How do you take a massive, expensive game like Starfield, which has been in development with hundreds of developers and artists, release it on a subscription service like Game Pass, and then make it profitable? To explain, Phil Spencer looked back into the history of game development while talking on GameSpot sister site Giant Bomb's at Nite show.
Spencer used Halo 2 as an example here. «Let's say we're going to go ship Halo 2,» Spencer said. «And we're not shipping it on Nintendo, we're not shipping it on Sony.
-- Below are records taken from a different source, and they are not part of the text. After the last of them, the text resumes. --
use chrono::{DateTime, Utc};
use serde::Serialize;
use serde_json::{Value, json};
use std::collections::{BTreeMap, HashMap};
use std::path::PathBuf;
use uuid::Uuid;

/// Reference lookup loaded from a mapping CSV (category or variance map).
pub type LookupTable = HashMap<String, String>;

/// Trimmed remote category name → catalog category ID.
pub type CategoryIdMap = HashMap<String, i64>;

/// Immutable inputs of a single loader run.
#[derive(Debug, Clone)]
pub struct RunContext {
    pub run_id: Uuid,
    /// Base URL of the catalog service, scheme included.
    pub host: String,
    pub access_token: String,
    pub source_id: String,
    pub csv_file: PathBuf,
    pub product_headers: Vec<String>,
    /// Row columns combined into the category lookup key.
    pub category_fields: Vec<String>,
    pub batch_size: usize,
    pub category_mapping: PathBuf,
    pub variance_mapping: PathBuf,
}

impl RunContext {
    /// Parameters echoed into the report at the start of a run. The access
    /// token is never written out in full.
    pub fn describe(&self) -> Value {
        json!({
            "run_id": self.run_id.to_string(),
            "host": self.host,
            "accessToken": redact(&self.access_token),
            "sourceId": self.source_id,
            "csvFile": self.csv_file.display().to_string(),
            "batchSize": self.batch_size,
        })
    }
}

fn redact(token: &str) -> String {
    let visible: String = token.chars().take(4).collect();
    format!("{visible}…")
}

#[derive(Debug, Clone, Serialize, PartialEq, Eq)]
#[serde(rename_all = "camelCase")]
pub struct ImageDescriptor {
    pub image_type: Option<String>,
    pub image_path: String,
    pub image_name: Option<String>,
    pub image_size: u64,
}

/// One sellable unit as sent to `/loadProducts`.
#[derive(Debug, Clone, Serialize, PartialEq)]
#[serde(rename_all = "camelCase")]
pub struct VariantRecord {
    pub line_number: usize,
    #[serde(skip)]
    pub group_key: String,
    pub category_id: Option<i64>,
    pub product_name: String,
    pub manufacturer: String,
    pub short_description: String,
    pub long_description: String,
    pub sku: String,
    pub manufacturer_sku: Option<String>,
    pub supplier_sku: Option<String>,
    pub cost_price: String,
    pub sale_price: Option<String>,
    pub weight: String,
    /// Always set once the variant has passed validation.
    pub quantity: Option<i64>,
    pub barcode: Option<String>,
    #[serde(rename = "serialNo")]
    pub serial_number: Option<String>,
    pub variance: Option<String>,
    pub variance_value: Option<String>,
    pub images: Vec<ImageDescriptor>,
    pub attributes: BTreeMap<String, String>,
    pub is_displayed: bool,
    pub format: String,
    #[serde(rename = "teaIdAtSource")]
    pub id_at_source: i64,
    pub meta_title: Option<String>,
    pub meta_description: Option<String>,
    pub meta_keyword: Option<String>,
    pub status_only: String,
}

/// Variants sharing a grouping key. Never empty.
#[derive(Debug, Clone, Serialize, PartialEq)]
pub struct ProductRecord {
    pub name: String,
    pub variants: Vec<VariantRecord>,
}

impl ProductRecord {
    pub fn new(first: VariantRecord) -> Self {
        Self {
            name: first.group_key.clone(),
            variants: vec![first],
        }
    }
}

#[derive(Debug, Clone, Serialize, PartialEq, Eq)]
pub struct BatchUploadResult {
    /// 1-based position of the batch in upload order.
    pub index: usize,
    pub size: usize,
    pub success: bool,
    #[serde(skip_serializing_if = "Option::is_none")]
    pub message: Option<String>,
}

#[derive(Debug, Serialize, Clone)]
pub struct StageReport {
    pub name: String,
    pub elapsed_ms: u128,
    pub timestamp: DateTime<Utc>,
    pub output: Value,
}

impl StageReport {
    pub fn new(name: &str, elapsed_ms: u128, output: Value) -> Self {
        Self {
            name: name.to_string(),
            elapsed_ms,
            timestamp: Utc::now(),
            output,
        }
    }
}

#[derive(Debug, Serialize, Clone)]
pub struct RunReport {
    pub run_id: String,
    pub stages: Vec<StageReport>,
}

impl RunReport {
    #[cfg(test)]
    pub fn stage(&self, name: &str) -> Option<&StageReport> {
        self.stages.iter().find(|stage| stage.name == name)
    }
}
Nobody ever asked me, how does the [profit and loss] for this game work when you're not selling it everywhere you can sell it?»
With that in mind, Spencer laid out the basic idea.
«What you did on old school consoles is you said, how many consoles are you going to sell because Halo 2 launches, how long will those players stay on the platform, and how many games will they buy, and does that make it more cost-effective to keep the game exclusive to your platform?» Spencer explained.
«When I look at Game Pass, we are absolutely going to make money on Starfield, touch wood, that's the plan. And we will grow Game Pass, and Xbox will be a better platform both on PC and console,» Spencer continued. «For us, it's about expanding our platform reach, and we think important games like Starfield will be catalysts for Game Pass growth on many different platforms.»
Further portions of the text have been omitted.